▶ **Your goal**
What lines of the data below hold the string "errors"? Copy each one out.

Excerpts from a dataset:
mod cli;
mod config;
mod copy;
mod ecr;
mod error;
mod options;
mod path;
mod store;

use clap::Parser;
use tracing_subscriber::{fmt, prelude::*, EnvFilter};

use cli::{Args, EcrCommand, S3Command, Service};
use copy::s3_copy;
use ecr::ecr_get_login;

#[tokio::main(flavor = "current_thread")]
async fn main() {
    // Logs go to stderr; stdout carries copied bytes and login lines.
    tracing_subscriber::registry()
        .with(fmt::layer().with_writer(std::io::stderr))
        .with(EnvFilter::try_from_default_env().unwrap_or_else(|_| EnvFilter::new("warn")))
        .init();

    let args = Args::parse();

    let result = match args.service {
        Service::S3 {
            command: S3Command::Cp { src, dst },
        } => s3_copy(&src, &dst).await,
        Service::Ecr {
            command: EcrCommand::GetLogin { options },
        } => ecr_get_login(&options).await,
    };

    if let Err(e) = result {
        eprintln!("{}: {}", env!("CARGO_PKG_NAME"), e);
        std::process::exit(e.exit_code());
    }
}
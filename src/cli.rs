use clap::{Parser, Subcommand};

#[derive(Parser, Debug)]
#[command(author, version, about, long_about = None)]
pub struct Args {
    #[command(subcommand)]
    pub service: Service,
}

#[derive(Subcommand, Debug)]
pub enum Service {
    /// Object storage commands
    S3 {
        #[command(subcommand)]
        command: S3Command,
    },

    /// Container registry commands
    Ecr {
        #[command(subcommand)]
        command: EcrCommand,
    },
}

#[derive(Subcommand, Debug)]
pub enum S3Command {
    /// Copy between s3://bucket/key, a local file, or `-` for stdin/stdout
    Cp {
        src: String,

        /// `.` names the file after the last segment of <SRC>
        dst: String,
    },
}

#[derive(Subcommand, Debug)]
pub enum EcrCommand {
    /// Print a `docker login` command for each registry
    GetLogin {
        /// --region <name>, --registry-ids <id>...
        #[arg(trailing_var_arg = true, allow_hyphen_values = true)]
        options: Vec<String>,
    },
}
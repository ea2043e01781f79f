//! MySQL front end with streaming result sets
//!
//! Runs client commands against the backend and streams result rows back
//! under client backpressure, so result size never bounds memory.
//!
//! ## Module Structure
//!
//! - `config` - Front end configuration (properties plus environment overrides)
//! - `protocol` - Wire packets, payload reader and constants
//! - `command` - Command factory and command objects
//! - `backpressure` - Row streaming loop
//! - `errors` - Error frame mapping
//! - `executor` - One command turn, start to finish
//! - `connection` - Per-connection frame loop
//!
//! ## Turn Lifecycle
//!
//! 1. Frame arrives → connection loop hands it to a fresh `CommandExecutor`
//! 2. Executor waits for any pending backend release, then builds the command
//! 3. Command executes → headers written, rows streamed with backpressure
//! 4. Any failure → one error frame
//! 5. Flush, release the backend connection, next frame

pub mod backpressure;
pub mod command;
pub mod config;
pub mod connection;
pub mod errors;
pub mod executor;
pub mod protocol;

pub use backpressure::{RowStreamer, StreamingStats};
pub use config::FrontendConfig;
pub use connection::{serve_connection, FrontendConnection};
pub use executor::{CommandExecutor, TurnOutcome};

▶ **Task output**
//! - `errors` - Error frame mapping
pub mod errors;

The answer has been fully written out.